### TASK TO CARRY OUT
Please write out all of the entries without altering anything.

### INFORMATION SHOWN
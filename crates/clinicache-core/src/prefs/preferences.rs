use std::str::FromStr;

use serde::{Deserialize, Serialize};
use tracing::error;

use super::backend::KeyValueBackend;
use super::error::{PrefsError, Result};

const USER_PREFERENCES_KEY: &str = "hospital_user_preferences";

#[derive(Debug, Clone, Copy, Default, PartialEq, Eq, Serialize, Deserialize)]
#[cfg_attr(feature = "ts", derive(ts_rs::TS), ts(export))]
#[serde(rename_all = "lowercase")]
pub enum Theme {
    #[default]
    Light,
    Dark,
}

#[derive(Debug, Clone, Copy, Default, PartialEq, Eq, Serialize, Deserialize)]
#[cfg_attr(feature = "ts", derive(ts_rs::TS), ts(export))]
#[serde(rename_all = "lowercase")]
pub enum FontSize {
    Small,
    #[default]
    Medium,
    Large,
}

impl Theme {
    pub fn as_str(&self) -> &'static str {
        match self {
            Theme::Light => "light",
            Theme::Dark => "dark",
        }
    }
}

impl std::fmt::Display for Theme {
    fn fmt(&self, f: &mut std::fmt::Formatter<'_>) -> std::fmt::Result {
        f.write_str(self.as_str())
    }
}

impl FontSize {
    pub fn as_str(&self) -> &'static str {
        match self {
            FontSize::Small => "small",
            FontSize::Medium => "medium",
            FontSize::Large => "large",
        }
    }
}

impl std::fmt::Display for FontSize {
    fn fmt(&self, f: &mut std::fmt::Formatter<'_>) -> std::fmt::Result {
        f.write_str(self.as_str())
    }
}

impl FromStr for Theme {
    type Err = String;

    fn from_str(s: &str) -> std::result::Result<Self, Self::Err> {
        match s.trim().to_ascii_lowercase().as_str() {
            "light" => Ok(Theme::Light),
            "dark" => Ok(Theme::Dark),
            other => Err(other.to_string()),
        }
    }
}

impl FromStr for FontSize {
    type Err = String;

    fn from_str(s: &str) -> std::result::Result<Self, Self::Err> {
        match s.trim().to_ascii_lowercase().as_str() {
            "small" => Ok(FontSize::Small),
            "medium" => Ok(FontSize::Medium),
            "large" => Ok(FontSize::Large),
            other => Err(other.to_string()),
        }
    }
}

#[derive(Debug, Clone, PartialEq, Eq, Serialize, Deserialize)]
#[cfg_attr(feature = "ts", derive(ts_rs::TS), ts(export))]
pub struct UserPreferences {
    #[serde(default)]
    pub theme: Theme,
    #[serde(rename = "fontSize", default)]
    pub font_size: FontSize,
    #[serde(default = "default_notifications")]
    pub notifications: bool,
    #[serde(default = "default_language")]
    pub language: String,
}

fn default_notifications() -> bool {
    true
}

fn default_language() -> String {
    "es".to_string()
}

impl Default for UserPreferences {
    fn default() -> Self {
        Self {
            theme: Theme::default(),
            font_size: FontSize::default(),
            notifications: default_notifications(),
            language: default_language(),
        }
    }
}

impl UserPreferences {
    /// Set one preference from its textual form, e.g. `("theme", "dark")`.
    pub fn set(&mut self, key: &str, value: &str) -> Result<()> {
        let invalid = || PrefsError::InvalidValue {
            key: key.to_string(),
            value: value.to_string(),
        };

        match key {
            "theme" => self.theme = value.parse().map_err(|_| invalid())?,
            "fontSize" | "font_size" | "font-size" => {
                self.font_size = value.parse().map_err(|_| invalid())?
            }
            "notifications" => {
                self.notifications = match value.trim().to_ascii_lowercase().as_str() {
                    "true" | "on" | "yes" | "1" => true,
                    "false" | "off" | "no" | "0" => false,
                    _ => return Err(invalid()),
                }
            }
            "language" => {
                let language = value.trim();
                if language.is_empty() {
                    return Err(invalid());
                }
                self.language = language.to_string();
            }
            other => return Err(PrefsError::UnknownKey(other.to_string())),
        }
        Ok(())
    }
}

pub struct PreferencesService<B> {
    backend: B,
}

impl<B: KeyValueBackend> PreferencesService<B> {
    pub fn new(backend: B) -> Self {
        Self { backend }
    }

    /// Stored preferences, or defaults if missing or unreadable.
    pub fn get(&self) -> UserPreferences {
        let stored = match self.backend.get_item(USER_PREFERENCES_KEY) {
            Ok(Some(json)) => json,
            Ok(None) => return UserPreferences::default(),
            Err(e) => {
                error!(error = %e, "Failed to read preferences");
                return UserPreferences::default();
            }
        };

        serde_json::from_str(&stored).unwrap_or_else(|e| {
            error!(error = %e, "Stored preferences are invalid, using defaults");
            UserPreferences::default()
        })
    }

    pub fn save(&self, preferences: &UserPreferences) -> Result<()> {
        let json = serde_json::to_string(preferences)?;
        self.backend
            .set_item(USER_PREFERENCES_KEY, &json)
            .inspect_err(|e| error!(error = %e, "Failed to save preferences"))
    }

    /// Overwrite the stored preferences with defaults and return them.
    pub fn reset(&self) -> Result<UserPreferences> {
        let defaults = UserPreferences::default();
        self.save(&defaults)?;
        Ok(defaults)
    }

    /// Load, change one key, save. Returns the saved preferences.
    pub fn update(&self, key: &str, value: &str) -> Result<UserPreferences> {
        let mut preferences = self.get();
        preferences.set(key, value)?;
        self.save(&preferences)?;
        Ok(preferences)
    }
}

#[cfg(test)]
mod tests {
    use super::*;
    use crate::prefs::MemoryBackend;

    #[test]
    fn test_defaults_when_missing() {
        let service = PreferencesService::new(MemoryBackend::new());
        let preferences = service.get();
        assert_eq!(preferences.theme, Theme::Light);
        assert_eq!(preferences.font_size, FontSize::Medium);
        assert!(preferences.notifications);
        assert_eq!(preferences.language, "es");
    }

    #[test]
    fn test_defaults_when_corrupt() {
        let backend = MemoryBackend::new();
        backend.set_item(USER_PREFERENCES_KEY, "{oops").unwrap();
        let service = PreferencesService::new(backend);
        assert_eq!(service.get(), UserPreferences::default());
    }

    #[test]
    fn test_save_then_get() {
        let service = PreferencesService::new(MemoryBackend::new());
        let preferences = UserPreferences {
            theme: Theme::Dark,
            font_size: FontSize::Large,
            notifications: false,
            language: "en".to_string(),
        };
        service.save(&preferences).unwrap();
        assert_eq!(service.get(), preferences);
    }

    #[test]
    fn test_stored_format_uses_client_keys() {
        let backend = MemoryBackend::new();
        let service = PreferencesService::new(backend);
        service.save(&UserPreferences::default()).unwrap();

        let json = service.backend.get_item(USER_PREFERENCES_KEY).unwrap().unwrap();
        assert_eq!(
            json,
            r#"{"theme":"light","fontSize":"medium","notifications":true,"language":"es"}"#
        );
    }

    #[test]
    fn test_partial_stored_object_fills_defaults() {
        let backend = MemoryBackend::new();
        backend.set_item(USER_PREFERENCES_KEY, r#"{"theme":"dark"}"#).unwrap();
        let preferences = PreferencesService::new(backend).get();
        assert_eq!(preferences.theme, Theme::Dark);
        assert_eq!(preferences.language, "es");
    }

    #[test]
    fn test_update_and_reset() {
        let service = PreferencesService::new(MemoryBackend::new());
        let updated = service.update("fontSize", "small").unwrap();
        assert_eq!(updated.font_size, FontSize::Small);
        assert_eq!(service.get().font_size, FontSize::Small);

        assert!(matches!(
            service.update("theme", "solarized"),
            Err(PrefsError::InvalidValue { .. })
        ));
        assert!(matches!(
            service.update("volume", "11"),
            Err(PrefsError::UnknownKey(_))
        ));

        service.reset().unwrap();
        assert_eq!(service.get(), UserPreferences::default());
    }

    #[test]
    fn test_save_failure_is_reported() {
        let service = PreferencesService::new(MemoryBackend::with_quota(8));
        let err = service.save(&UserPreferences::default()).unwrap_err();
        assert!(matches!(err, PrefsError::QuotaExceeded { .. }));
        // Reads still work and fall back to defaults
        assert_eq!(service.get(), UserPreferences::default());
    }
}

### SOLUTION TO THIS PROBLEM
filename crates/clinicache-core/src/prefs/preferences.rs
use std::str::FromStr;

use serde::{Deserialize, Serialize};
use tracing::error;

use super::backend::KeyValueBackend;
use super::error::{PrefsError, Result};

const USER_PREFERENCES_KEY: &str = "hospital_user_preferences";

#[derive(Debug, Clone, Copy, Default, PartialEq, Eq, Serialize, Deserialize)]
#[cfg_attr(feature = "ts", derive(ts_rs::TS), ts(export))]
#[serde(rename_all = "lowercase")]
pub enum Theme {
    #[default]
    Light,
    Dark,
}

#[derive(Debug, Clone, Copy, Default, PartialEq, Eq, Serialize, Deserialize)]
#[cfg_attr(feature = "ts", derive(ts_rs::TS), ts(export))]
#[serde(rename_all = "lowercase")]
pub enum FontSize {
    Small,
    #[default]
    Medium,
    Large,
}

impl Theme {
    pub fn as_str(&self) -> &'static str {
        match self {
            Theme::Light => "light",
            Theme::Dark => "dark",
        }
    }
}

impl std::fmt::Display for Theme {
    fn fmt(&self, f: &mut std::fmt::Formatter<'_>) -> std::fmt::Result {
        f.write_str(self.as_str())
    }
}

impl FontSize {
    pub fn as_str(&self) -> &'static str {
        match self {
            FontSize::Small => "small",
            FontSize::Medium => "medium",
            FontSize::Large => "large",
        }
    }
}

impl std::fmt::Display for FontSize {
    fn fmt(&self, f: &mut std::fmt::Formatter<'_>) -> std::fmt::Result {
        f.write_str(self.as_str())
    }
}

impl FromStr for Theme {
    type Err = String;

    fn from_str(s: &str) -> std::result::Result<Self, Self::Err> {
        match s.trim().to_ascii_lowercase().as_str() {
            "light" => Ok(Theme::Light),
            "dark" => Ok(Theme::Dark),
            other => Err(other.to_string()),
        }
    }
}

impl FromStr for FontSize {
    type Err = String;

    fn from_str(s: &str) -> std::result::Result<Self, Self::Err> {
        match s.trim().to_ascii_lowercase().as_str() {
            "small" => Ok(FontSize::Small),
            "medium" => Ok(FontSize::Medium),
            "large" => Ok(FontSize::Large),
            other => Err(other.to_string()),
        }
    }
}

#[derive(Debug, Clone, PartialEq, Eq, Serialize, Deserialize)]
#[cfg_attr(feature = "ts", derive(ts_rs::TS), ts(export))]
pub struct UserPreferences {
    #[serde(default)]
    pub theme: Theme,
    #[serde(rename = "fontSize", default)]
    pub font_size: FontSize,
    #[serde(default = "default_notifications")]
    pub notifications: bool,
    #[serde(default = "default_language")]
    pub language: String,
}

fn default_notifications() -> bool {
    true
}

fn default_language() -> String {
    "es".to_string()
}

impl Default for UserPreferences {
    fn default() -> Self {
        Self {
            theme: Theme::default(),
            font_size: FontSize::default(),
            notifications: default_notifications(),
            language: default_language(),
        }
    }
}

impl UserPreferences {
    /// Set one preference from its textual form, e.g. `("theme", "dark")`.
    pub fn set(&mut self, key: &str, value: &str) -> Result<()> {
        let invalid = || PrefsError::InvalidValue {
            key: key.to_string(),
            value: value.to_string(),
        };

        match key {
            "theme" => self.theme = value.parse().map_err(|_| invalid())?,
            "fontSize" | "font_size" | "font-size" => {
                self.font_size = value.parse().map_err(|_| invalid())?
            }
            "notifications" => {
                self.notifications = match value.trim().to_ascii_lowercase().as_str() {
                    "true" | "on" | "yes" | "1" => true,
                    "false" | "off" | "no" | "0" => false,
                    _ => return Err(invalid()),
                }
            }
            "language" => {
                let language = value.trim();
                if language.is_empty() {
                    return Err(invalid());
                }
                self.language = language.to_string();
            }
            other => return Err(PrefsError::UnknownKey(other.to_string())),
        }
        Ok(())
    }
}

pub struct PreferencesService<B> {
    backend: B,
}

impl<B: KeyValueBackend> PreferencesService<B> {
    pub fn new(backend: B) -> Self {
        Self { backend }
    }

    /// Stored preferences, or defaults if missing or unreadable.
    pub fn get(&self) -> UserPreferences {
        let stored = match self.backend.get_item(USER_PREFERENCES_KEY) {
            Ok(Some(json)) => json,
            Ok(None) => return UserPreferences::default(),
            Err(e) => {
                error!(error = %e, "Failed to read preferences");
                return UserPreferences::default();
            }
        };

        serde_json::from_str(&stored).unwrap_or_else(|e| {
            error!(error = %e, "Stored preferences are invalid, using defaults");
            UserPreferences::default()
        })
    }

    pub fn save(&self, preferences: &UserPreferences) -> Result<()> {
        let json = serde_json::to_string(preferences)?;
        self.backend
            .set_item(USER_PREFERENCES_KEY, &json)
            .inspect_err(|e| error!(error = %e, "Failed to save preferences"))
    }

    /// Overwrite the stored preferences with defaults and return them.
    pub fn reset(&self) -> Result<UserPreferences> {
        let defaults = UserPreferences::default();
        self.save(&defaults)?;
        Ok(defaults)
    }

    /// Load, change one key, save. Returns the saved preferences.
    pub fn update(&self, key: &str, value: &str) -> Result<UserPreferences> {
        let mut preferences = self.get();
        preferences.set(key, value)?;
        self.save(&preferences)?;
        Ok(preferences)
    }
}

#[cfg(test)]
mod tests {
    use super::*;
    use crate::prefs::MemoryBackend;

    #[test]
    fn test_defaults_when_missing() {
        let service = PreferencesService::new(MemoryBackend::new());
        let preferences = service.get();
        assert_eq!(preferences.theme, Theme::Light);
        assert_eq!(preferences.font_size, FontSize::Medium);
        assert!(preferences.notifications);
        assert_eq!(preferences.language, "es");
    }

    #[test]
    fn test_defaults_when_corrupt() {
        let backend = MemoryBackend::new();
        backend.set_item(USER_PREFERENCES_KEY, "{oops").unwrap();
        let service = PreferencesService::new(backend);
        assert_eq!(service.get(), UserPreferences::default());
    }

    #[test]
    fn test_save_then_get() {
        let service = PreferencesService::new(MemoryBackend::new());
        let preferences = UserPreferences {
            theme: Theme::Dark,
            font_size: FontSize::Large,
            notifications: false,
            language: "en".to_string(),
        };
        service.save(&preferences).unwrap();
        assert_eq!(service.get(), preferences);
    }

    #[test]
    fn test_stored_format_uses_client_keys() {
        let backend = MemoryBackend::new();
        let service = PreferencesService::new(backend);
        service.save(&UserPreferences::default()).unwrap();

        let json = service.backend.get_item(USER_PREFERENCES_KEY).unwrap().unwrap();
        assert_eq!(
            json,
            r#"{"theme":"light","fontSize":"medium","notifications":true,"language":"es"}"#
        );
    }

    #[test]
    fn test_partial_stored_object_fills_defaults() {
        let backend = MemoryBackend::new();
        backend.set_item(USER_PREFERENCES_KEY, r#"{"theme":"dark"}"#).unwrap();
        let preferences = PreferencesService::new(backend).get();
        assert_eq!(preferences.theme, Theme::Dark);
        assert_eq!(preferences.language, "es");
    }

    #[test]
    fn test_update_and_reset() {
        let service = PreferencesService::new(MemoryBackend::new());
        let updated = service.update("fontSize", "small").unwrap();
        assert_eq!(updated.font_size, FontSize::Small);
        assert_eq!(service.get().font_size, FontSize::Small);

        assert!(matches!(
            service.update("theme", "solarized"),
            Err(PrefsError::InvalidValue { .. })
        ));
        assert!(matches!(
            service.update("volume", "11"),
            Err(PrefsError::UnknownKey(_))
        ));

        service.reset().unwrap();
        assert_eq!(service.get(), UserPreferences::default());
    }

    #[test]
    fn test_save_failure_is_reported() {
        let service = PreferencesService::new(MemoryBackend::with_quota(8));
        let err = service.save(&UserPreferences::default()).unwrap_err();
        assert!(matches!(err, PrefsError::QuotaExceeded { .. }));
        // Reads still work and fall back to defaults
        assert_eq!(service.get(), UserPreferences::default());
    }
}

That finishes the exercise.